La rabia se apoderó de mí y necesité hasta la última gota de dominio de mí mismo para quedarme allí, acurrucado e impotente.
«Resiste, Prosperity. No sucumbas a sus palabras de escarnio. Pyra sabe que solo puede utilizar a tu hermana en provecho propio mientras esté ilesa. Resiste».
Me obligué a soltar aire por la nariz, con los ojos cerrados. Sentí como si transcurriera una hora entera antes de que los pasos arrastrados del demonio se apagaran en la distancia y dejara de oírse el jadeo pesado de los aulladores. Para entonces tenía calambres en los músculos y me sentía un poco aturdido por el fuerte olor. Empecé a levantarme, pero entonces oí un estruendo a lo lejos.

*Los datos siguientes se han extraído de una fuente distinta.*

//! Persisted key-value store
//!
//! File-backed analogue of the browser localStorage the player state mirrors
//! into: one JSON document per logical key under a configured directory.
//!
//! Read semantics are deliberately forgiving: a missing file means
//! "collection empty" and a corrupt file is treated as absent, substituting the
//! caller's default without surfacing an error. Write failures do propagate,
//! since losing a mutation is observable.

use std::path::{Path, PathBuf};

use serde::Serialize;
use serde::de::DeserializeOwned;
use tracing::{debug, warn};

use crate::errors::StorageResult;

/// Logical key names. Stable across releases; renaming one orphans the
/// previously persisted value.
pub mod keys {
    pub const FAVORITES: &str = "favorites";
    pub const HISTORY: &str = "history";
    pub const THEME: &str = "theme";
    pub const PLAYLISTS: &str = "playlists";
    pub const LAST_URL: &str = "last_url";
}

/// JSON file-per-key store rooted at a single directory.
#[derive(Debug, Clone)]
pub struct JsonFileStore {
    root: PathBuf,
}

impl JsonFileStore {
    /// Open (and create if needed) a store rooted at `root`.
    pub fn open(root: impl Into<PathBuf>) -> StorageResult<Self> {
        let root = root.into();
        std::fs::create_dir_all(&root)?;
        Ok(Self { root })
    }

    fn key_path(&self, key: &str) -> PathBuf {
        self.root.join(format!("{key}.json"))
    }

    /// Read the value under `key`, substituting `T::default()` when the key is
    /// absent or its content fails to decode.
    pub fn read_or_default<T>(&self, key: &str) -> T
    where
        T: DeserializeOwned + Default,
    {
        let path = self.key_path(key);
        let contents = match std::fs::read_to_string(&path) {
            Ok(c) => c,
            Err(_) => {
                debug!(key, "No persisted value, using default");
                return T::default();
            }
        };
        match serde_json::from_str(&contents) {
            Ok(value) => value,
            Err(e) => {
                warn!(key, error = %e, "Discarding corrupt persisted value");
                T::default()
            }
        }
    }

    /// Persist `value` under `key`, replacing any previous value.
    pub fn write<T: Serialize>(&self, key: &str, value: &T) -> StorageResult<()> {
        let contents = serde_json::to_string_pretty(value)?;
        std::fs::write(self.key_path(key), contents)?;
        Ok(())
    }

    pub fn root(&self) -> &Path {
        &self.root
    }
}
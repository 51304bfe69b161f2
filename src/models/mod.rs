//! Data model for the playlist player core
//!
//! All persisted collections serialize through serde as plain JSON values;
//! the in-memory channel list is rebuilt wholesale on every parse and is
//! never persisted.

use serde::{Deserialize, Serialize};

/// Placeholder logo substituted when a playlist entry carries no usable
/// logo attribute. Inline SVG data URI so the UI never needs a network
/// round-trip for the fallback icon.
pub const PLACEHOLDER_LOGO: &str = "data:image/svg+xml;utf8,\
%3Csvg%20xmlns%3D%22http%3A%2F%2Fwww.w3.org%2F2000%2Fsvg%22%20width%3D%2264%22%20height%3D%2264%22%3E\
%3Crect%20width%3D%2264%22%20height%3D%2264%22%20rx%3D%2210%22%20fill%3D%22%23111%22%2F%3E\
%3Ctext%20x%3D%2250%25%22%20y%3D%2254%25%22%20dominant-baseline%3D%22middle%22%20text-anchor%3D%22middle%22%20font-size%3D%2234%22%3E%F0%9F%93%BA%3C%2Ftext%3E\
%3C%2Fsvg%3E";

/// A single channel parsed from an M3U playlist.
///
/// Produced only by the parser and immutable after creation. `logo` is always
/// non-empty: a missing attribute resolves to [`PLACEHOLDER_LOGO`] at parse
/// time.
#[derive(Debug, Clone, PartialEq, Eq, Serialize, Deserialize)]
pub struct ChannelEntry {
    pub name: String,
    pub url: String,
    pub group: String,
    pub logo: String,
}

/// A user-favorited stream.
///
/// The favorites collection holds at most one entry per `url`, newest first.
#[derive(Debug, Clone, PartialEq, Eq, Serialize, Deserialize)]
pub struct FavoriteEntry {
    pub name: String,
    pub url: String,
    #[serde(default)]
    pub logo: String,
}

impl FavoriteEntry {
    /// Build a favorite from whatever list item was toggled. A blank name
    /// falls back to the URL; a missing logo is stored as the empty string.
    pub fn from_item(name: &str, url: &str, logo: &str) -> Self {
        Self {
            name: if name.is_empty() { url } else { name }.to_string(),
            url: url.to_string(),
            logo: logo.to_string(),
        }
    }
}

/// A user-managed bookmark to an external M3U resource.
#[derive(Debug, Clone, PartialEq, Eq, Serialize, Deserialize)]
pub struct UserPlaylistEntry {
    pub name: String,
    pub url: String,
}

/// One entry of the remote default-playlists descriptor document.
#[derive(Debug, Clone, PartialEq, Eq, Serialize, Deserialize)]
pub struct PlaylistDescriptor {
    pub name: String,
    pub url: String,
}

/// UI color theme, one of the five persisted values.
#[derive(
    Debug,
    Clone,
    Copy,
    PartialEq,
    Eq,
    Default,
    Serialize,
    Deserialize,
    strum::Display,
    strum::EnumString,
)]
#[serde(rename_all = "lowercase")]
#[strum(serialize_all = "lowercase")]
pub enum Theme {
    #[default]
    Dark,
    Light,
}

impl Theme {
    pub fn toggled(self) -> Self {
        match self {
            Theme::Dark => Theme::Light,
            Theme::Light => Theme::Dark,
        }
    }
}
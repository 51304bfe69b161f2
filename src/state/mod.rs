//! Player state controller
//!
//! Single owner of all mutable player collections: the current channel list
//! and its derived categories, favorites, history, user playlist bookmarks,
//! theme, and last-used URL. No ambient globals; UI layers hold one
//! `PlayerState` and call its methods.
//!
//! Every mutating method mirrors the touched collection to the key-value
//! store before returning, so a crash never loses more than the in-flight
//! mutation. Reads at startup degrade to defaults (absent or corrupt keys
//! are both "empty", per the storage contract).

use tracing::{debug, info};

use crate::errors::AppResult;
use crate::models::{ChannelEntry, FavoriteEntry, Theme, UserPlaylistEntry};
use crate::sources::M3uPlaylist;
use crate::storage::{JsonFileStore, keys};

/// Synthetic category matching every channel.
pub const ALL_CATEGORY: &str = "ALL";

/// Maximum retained history entries; the oldest beyond the cap are discarded.
pub const HISTORY_CAP: usize = 30;

pub struct PlayerState {
    store: JsonFileStore,

    // Rebuilt wholesale on every parse, never persisted
    channels: Vec<ChannelEntry>,
    categories: Vec<String>,

    // Persisted collections
    favorites: Vec<FavoriteEntry>,
    history: Vec<String>,
    user_playlists: Vec<UserPlaylistEntry>,
    theme: Theme,
    last_url: Option<String>,

    // View filters
    category_filter: String,
    text_filter: String,
}

impl PlayerState {
    /// Load persisted state from the store; everything absent or corrupt
    /// starts at its default.
    pub fn load(store: JsonFileStore) -> Self {
        let favorites: Vec<FavoriteEntry> = store.read_or_default(keys::FAVORITES);
        let history: Vec<String> = store.read_or_default(keys::HISTORY);
        let user_playlists: Vec<UserPlaylistEntry> = store.read_or_default(keys::PLAYLISTS);
        let theme: Theme = store.read_or_default(keys::THEME);
        let last_url: String = store.read_or_default(keys::LAST_URL);

        debug!(
            favorites = favorites.len(),
            history = history.len(),
            playlists = user_playlists.len(),
            "Loaded persisted player state"
        );

        Self {
            store,
            channels: Vec::new(),
            categories: vec![ALL_CATEGORY.to_string()],
            favorites,
            history,
            user_playlists,
            theme,
            last_url: if last_url.is_empty() {
                None
            } else {
                Some(last_url)
            },
            category_filter: ALL_CATEGORY.to_string(),
            text_filter: String::new(),
        }
    }

    // --- Channels & categories ---

    /// Replace the channel list with a freshly parsed playlist. Categories are
    /// recomputed (`ALL` sentinel plus the playlist's groups, first-seen
    /// order) and the category filter resets; the text filter is kept.
    pub fn install_playlist(&mut self, playlist: M3uPlaylist) {
        info!(
            channels = playlist.channels.len(),
            groups = playlist.groups.len(),
            "Installing parsed playlist"
        );
        self.channels = playlist.channels;
        self.categories = std::iter::once(ALL_CATEGORY.to_string())
            .chain(playlist.groups)
            .collect();
        self.category_filter = ALL_CATEGORY.to_string();
    }

    pub fn channels(&self) -> &[ChannelEntry] {
        &self.channels
    }

    pub fn categories(&self) -> &[String] {
        &self.categories
    }

    pub fn set_category_filter(&mut self, category: impl Into<String>) {
        self.category_filter = category.into();
    }

    /// Case-insensitive substring filter over name-or-URL.
    pub fn set_text_filter(&mut self, filter: &str) {
        self.text_filter = filter.to_lowercase();
    }

    /// Channels passing the current category and text filters, in list order.
    pub fn visible_channels(&self) -> Vec<&ChannelEntry> {
        self.channels
            .iter()
            .filter(|c| self.category_filter == ALL_CATEGORY || c.group == self.category_filter)
            .filter(|c| self.matches_text(&c.name, &c.url))
            .collect()
    }

    /// Favorites passing the current text filter.
    pub fn visible_favorites(&self) -> Vec<&FavoriteEntry> {
        self.favorites
            .iter()
            .filter(|f| self.matches_text(&f.name, &f.url))
            .collect()
    }

    /// History entries passing the current text filter.
    pub fn visible_history(&self) -> Vec<&str> {
        self.history
            .iter()
            .filter(|url| self.matches_text("", url))
            .map(String::as_str)
            .collect()
    }

    fn matches_text(&self, name: &str, url: &str) -> bool {
        if self.text_filter.is_empty() {
            return true;
        }
        let haystack = if name.is_empty() { url } else { name };
        haystack.to_lowercase().contains(&self.text_filter)
    }

    // --- Favorites ---

    pub fn favorites(&self) -> &[FavoriteEntry] {
        &self.favorites
    }

    pub fn is_favorite(&self, url: &str) -> bool {
        self.favorites.iter().any(|f| f.url == url)
    }

    /// Toggle favorite status for a list item: present removes, absent adds to
    /// the front. Returns whether the URL is a favorite afterwards.
    pub fn toggle_favorite(&mut self, name: &str, url: &str, logo: &str) -> AppResult<bool> {
        let now_favorite = if self.is_favorite(url) {
            self.favorites.retain(|f| f.url != url);
            false
        } else {
            self.favorites.insert(0, FavoriteEntry::from_item(name, url, logo));
            true
        };
        self.store.write(keys::FAVORITES, &self.favorites)?;
        Ok(now_favorite)
    }

    // --- History ---

    pub fn history(&self) -> &[String] {
        &self.history
    }

    /// Record a load in history: move-to-front per URL, capped at
    /// [`HISTORY_CAP`] entries.
    pub fn record_history(&mut self, url: &str) -> AppResult<()> {
        self.history.retain(|u| u != url);
        self.history.insert(0, url.to_string());
        self.history.truncate(HISTORY_CAP);
        self.store.write(keys::HISTORY, &self.history)?;
        Ok(())
    }

    // --- User playlists ---

    pub fn user_playlists(&self) -> &[UserPlaylistEntry] {
        &self.user_playlists
    }

    /// Bookmark an external M3U resource, newest first. A blank name falls
    /// back to the URL; a blank URL is rejected.
    pub fn add_user_playlist(&mut self, name: &str, url: &str) -> AppResult<()> {
        let url = url.trim();
        if url.is_empty() {
            return Err(crate::errors::AppError::validation(
                "user playlist URL is required",
            ));
        }
        let name = name.trim();
        self.user_playlists.insert(
            0,
            UserPlaylistEntry {
                name: if name.is_empty() { url } else { name }.to_string(),
                url: url.to_string(),
            },
        );
        self.store.write(keys::PLAYLISTS, &self.user_playlists)?;
        Ok(())
    }

    /// Remove the bookmark at `index` (list position, newest first).
    pub fn remove_user_playlist(&mut self, index: usize) -> AppResult<UserPlaylistEntry> {
        if index >= self.user_playlists.len() {
            return Err(crate::errors::AppError::validation(format!(
                "no user playlist at index {index}"
            )));
        }
        let removed = self.user_playlists.remove(index);
        self.store.write(keys::PLAYLISTS, &self.user_playlists)?;
        Ok(removed)
    }

    // --- Theme ---

    pub fn theme(&self) -> Theme {
        self.theme
    }

    pub fn toggle_theme(&mut self) -> AppResult<Theme> {
        self.theme = self.theme.toggled();
        self.store.write(keys::THEME, &self.theme)?;
        Ok(self.theme)
    }

    // --- Last-used URL ---

    pub fn last_url(&self) -> Option<&str> {
        self.last_url.as_deref()
    }

    pub fn set_last_url(&mut self, url: &str) -> AppResult<()> {
        self.store.write(keys::LAST_URL, &url)?;
        self.last_url = Some(url.to_string());
        Ok(())
    }
}
pub mod config;
pub mod errors;
pub mod models;
pub mod player;
pub mod services;
pub mod sources;
pub mod state;
pub mod storage;
pub mod streaming;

«Y ahora, ¿qué?», pregunté, mientras una nueva oleada de rabia me inundaba. No podíamos seguir perdiendo el tiempo allí metidos, escondidos como un ratón en su madriguera. No logré ver nada a través de la grieta en la costura del tonel. Debía de haber sido una tormenta.
«No —dijo Alastor—. Espera. El suelo ha temblado igual que cuando hay pisadas. Quédate en silencio un instante más».
Y ese fue, por supuesto, el instante preciso en el que mi estómago vacío, más que a hacer ruiditos, se puso a rugir.
—¡Has sido tú! —dije entre dientes.
«¡Has sido tú!», replicó Alastor.
La tapa se abrió con un chirrido. Una tenue luz verde se derramó por el interior del tonel, pero enseguida la bloqueó la mano inmensa que entró en él y se cerró en torno a mi garganta.